> _Requirement_: Count how many lines in the following data hold the word "SeqCst". Your answer is the number and nothing else.

[Records from a data source]
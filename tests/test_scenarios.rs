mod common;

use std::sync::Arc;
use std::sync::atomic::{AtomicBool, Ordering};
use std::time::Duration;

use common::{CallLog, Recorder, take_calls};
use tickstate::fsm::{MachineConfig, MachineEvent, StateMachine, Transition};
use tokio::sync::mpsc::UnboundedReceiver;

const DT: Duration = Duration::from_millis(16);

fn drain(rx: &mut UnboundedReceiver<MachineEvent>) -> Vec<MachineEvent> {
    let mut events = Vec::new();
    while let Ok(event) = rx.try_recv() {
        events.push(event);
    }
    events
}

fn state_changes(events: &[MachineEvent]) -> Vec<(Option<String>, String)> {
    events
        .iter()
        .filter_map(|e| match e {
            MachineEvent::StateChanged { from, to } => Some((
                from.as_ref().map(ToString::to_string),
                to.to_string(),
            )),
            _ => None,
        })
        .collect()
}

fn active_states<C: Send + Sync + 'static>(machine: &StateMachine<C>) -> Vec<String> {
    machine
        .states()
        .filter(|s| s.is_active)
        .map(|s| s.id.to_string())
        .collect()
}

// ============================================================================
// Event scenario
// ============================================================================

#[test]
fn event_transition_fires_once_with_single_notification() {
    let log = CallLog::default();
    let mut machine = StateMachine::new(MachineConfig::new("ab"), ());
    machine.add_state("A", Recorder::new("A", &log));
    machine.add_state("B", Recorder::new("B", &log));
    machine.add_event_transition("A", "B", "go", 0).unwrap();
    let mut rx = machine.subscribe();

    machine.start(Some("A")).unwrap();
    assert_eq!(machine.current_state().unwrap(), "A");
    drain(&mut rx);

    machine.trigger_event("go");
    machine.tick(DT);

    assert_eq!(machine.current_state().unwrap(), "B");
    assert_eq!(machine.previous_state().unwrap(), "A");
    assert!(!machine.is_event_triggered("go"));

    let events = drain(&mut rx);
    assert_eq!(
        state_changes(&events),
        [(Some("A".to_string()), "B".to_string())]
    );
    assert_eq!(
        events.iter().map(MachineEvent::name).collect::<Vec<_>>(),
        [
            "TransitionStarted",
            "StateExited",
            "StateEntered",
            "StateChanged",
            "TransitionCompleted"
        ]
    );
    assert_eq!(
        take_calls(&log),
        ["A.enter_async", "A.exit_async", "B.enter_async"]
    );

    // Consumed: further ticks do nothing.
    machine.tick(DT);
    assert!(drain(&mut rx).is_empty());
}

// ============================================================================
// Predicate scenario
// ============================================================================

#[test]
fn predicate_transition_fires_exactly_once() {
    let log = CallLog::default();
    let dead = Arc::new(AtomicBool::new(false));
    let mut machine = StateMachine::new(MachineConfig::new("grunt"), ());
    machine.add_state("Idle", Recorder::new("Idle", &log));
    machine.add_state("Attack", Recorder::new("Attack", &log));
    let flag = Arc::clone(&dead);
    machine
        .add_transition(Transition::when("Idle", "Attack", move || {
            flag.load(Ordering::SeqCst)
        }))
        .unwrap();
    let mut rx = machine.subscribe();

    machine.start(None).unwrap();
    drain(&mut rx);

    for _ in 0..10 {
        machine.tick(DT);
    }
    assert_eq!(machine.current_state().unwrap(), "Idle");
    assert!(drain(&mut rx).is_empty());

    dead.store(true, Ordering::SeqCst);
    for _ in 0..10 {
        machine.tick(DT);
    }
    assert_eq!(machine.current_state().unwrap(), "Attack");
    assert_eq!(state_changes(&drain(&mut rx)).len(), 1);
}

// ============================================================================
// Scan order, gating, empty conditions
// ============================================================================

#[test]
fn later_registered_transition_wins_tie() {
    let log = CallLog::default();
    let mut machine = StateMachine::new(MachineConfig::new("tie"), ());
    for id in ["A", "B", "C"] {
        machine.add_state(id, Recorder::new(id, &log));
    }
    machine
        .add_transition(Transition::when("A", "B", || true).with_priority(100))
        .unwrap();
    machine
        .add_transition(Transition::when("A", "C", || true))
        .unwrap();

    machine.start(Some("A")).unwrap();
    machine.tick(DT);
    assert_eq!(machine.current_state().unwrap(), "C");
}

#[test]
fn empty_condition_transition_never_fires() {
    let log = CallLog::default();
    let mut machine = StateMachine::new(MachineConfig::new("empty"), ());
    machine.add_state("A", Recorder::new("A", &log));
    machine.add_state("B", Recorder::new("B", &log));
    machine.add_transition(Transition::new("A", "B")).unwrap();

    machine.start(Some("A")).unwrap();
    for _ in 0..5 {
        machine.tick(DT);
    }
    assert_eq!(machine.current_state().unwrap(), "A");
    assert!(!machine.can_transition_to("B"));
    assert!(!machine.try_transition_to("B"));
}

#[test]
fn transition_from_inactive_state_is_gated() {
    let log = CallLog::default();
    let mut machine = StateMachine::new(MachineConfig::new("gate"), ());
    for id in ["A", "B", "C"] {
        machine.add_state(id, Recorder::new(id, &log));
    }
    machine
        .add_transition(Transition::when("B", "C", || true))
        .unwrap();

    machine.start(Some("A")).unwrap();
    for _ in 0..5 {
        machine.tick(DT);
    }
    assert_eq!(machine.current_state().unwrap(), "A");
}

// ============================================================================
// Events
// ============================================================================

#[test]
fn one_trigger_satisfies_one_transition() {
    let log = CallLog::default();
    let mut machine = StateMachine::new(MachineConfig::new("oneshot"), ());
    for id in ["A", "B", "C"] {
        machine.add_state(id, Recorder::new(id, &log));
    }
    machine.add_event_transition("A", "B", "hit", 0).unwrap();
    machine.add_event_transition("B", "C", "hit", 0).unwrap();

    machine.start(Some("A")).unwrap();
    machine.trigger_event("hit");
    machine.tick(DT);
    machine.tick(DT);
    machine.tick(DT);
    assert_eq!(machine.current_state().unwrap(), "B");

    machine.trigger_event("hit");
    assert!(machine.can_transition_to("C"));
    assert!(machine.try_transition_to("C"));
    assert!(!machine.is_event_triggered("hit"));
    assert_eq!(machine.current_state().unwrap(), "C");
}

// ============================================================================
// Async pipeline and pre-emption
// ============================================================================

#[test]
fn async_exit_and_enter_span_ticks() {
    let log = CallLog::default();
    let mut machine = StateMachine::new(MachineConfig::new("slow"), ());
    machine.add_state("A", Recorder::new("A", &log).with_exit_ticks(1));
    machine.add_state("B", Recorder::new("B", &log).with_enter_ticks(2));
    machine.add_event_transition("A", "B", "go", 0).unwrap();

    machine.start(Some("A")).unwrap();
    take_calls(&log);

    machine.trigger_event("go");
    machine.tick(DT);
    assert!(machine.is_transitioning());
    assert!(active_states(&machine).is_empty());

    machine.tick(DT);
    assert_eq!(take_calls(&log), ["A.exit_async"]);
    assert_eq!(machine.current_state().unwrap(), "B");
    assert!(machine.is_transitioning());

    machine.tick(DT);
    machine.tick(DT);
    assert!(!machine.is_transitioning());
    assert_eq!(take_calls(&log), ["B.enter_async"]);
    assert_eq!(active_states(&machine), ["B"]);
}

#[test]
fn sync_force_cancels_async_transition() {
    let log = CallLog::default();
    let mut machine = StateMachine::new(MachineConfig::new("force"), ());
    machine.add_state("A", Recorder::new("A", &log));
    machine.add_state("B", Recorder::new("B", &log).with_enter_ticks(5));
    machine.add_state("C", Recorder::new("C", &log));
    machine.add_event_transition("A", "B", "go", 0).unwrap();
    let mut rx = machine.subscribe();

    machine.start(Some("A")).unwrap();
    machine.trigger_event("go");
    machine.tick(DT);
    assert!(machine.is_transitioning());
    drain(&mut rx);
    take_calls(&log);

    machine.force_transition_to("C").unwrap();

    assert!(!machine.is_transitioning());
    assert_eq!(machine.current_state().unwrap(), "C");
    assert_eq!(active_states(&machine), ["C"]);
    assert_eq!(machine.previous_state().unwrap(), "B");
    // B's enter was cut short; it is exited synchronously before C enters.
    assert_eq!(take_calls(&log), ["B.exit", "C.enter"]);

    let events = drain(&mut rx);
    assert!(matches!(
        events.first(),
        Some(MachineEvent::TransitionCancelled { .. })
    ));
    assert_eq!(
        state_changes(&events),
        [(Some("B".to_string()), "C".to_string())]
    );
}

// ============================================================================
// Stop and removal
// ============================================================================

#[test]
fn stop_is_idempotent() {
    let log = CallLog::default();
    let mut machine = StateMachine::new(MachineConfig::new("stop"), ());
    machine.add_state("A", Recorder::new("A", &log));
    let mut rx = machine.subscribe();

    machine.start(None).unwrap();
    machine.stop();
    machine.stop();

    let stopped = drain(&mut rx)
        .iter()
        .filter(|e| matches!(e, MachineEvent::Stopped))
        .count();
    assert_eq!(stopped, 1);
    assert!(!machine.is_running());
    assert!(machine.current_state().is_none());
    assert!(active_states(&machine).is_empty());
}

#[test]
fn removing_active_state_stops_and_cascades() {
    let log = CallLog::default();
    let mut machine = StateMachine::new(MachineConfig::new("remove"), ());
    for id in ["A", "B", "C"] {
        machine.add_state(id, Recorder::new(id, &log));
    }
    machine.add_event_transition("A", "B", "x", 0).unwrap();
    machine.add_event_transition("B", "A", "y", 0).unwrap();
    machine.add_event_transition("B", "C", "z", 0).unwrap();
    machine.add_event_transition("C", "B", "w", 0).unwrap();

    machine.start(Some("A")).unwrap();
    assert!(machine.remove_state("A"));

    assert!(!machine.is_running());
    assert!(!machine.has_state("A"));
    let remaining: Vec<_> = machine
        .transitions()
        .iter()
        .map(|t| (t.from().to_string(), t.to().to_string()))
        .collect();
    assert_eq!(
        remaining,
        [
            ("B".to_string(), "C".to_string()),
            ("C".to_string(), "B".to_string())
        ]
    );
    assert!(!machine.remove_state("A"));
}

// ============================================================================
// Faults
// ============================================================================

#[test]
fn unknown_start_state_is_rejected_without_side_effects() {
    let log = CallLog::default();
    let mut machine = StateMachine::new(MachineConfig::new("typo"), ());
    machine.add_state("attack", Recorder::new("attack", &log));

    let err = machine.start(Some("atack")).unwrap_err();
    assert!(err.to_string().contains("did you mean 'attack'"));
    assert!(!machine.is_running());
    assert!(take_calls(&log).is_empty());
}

> _Response to this task_: 2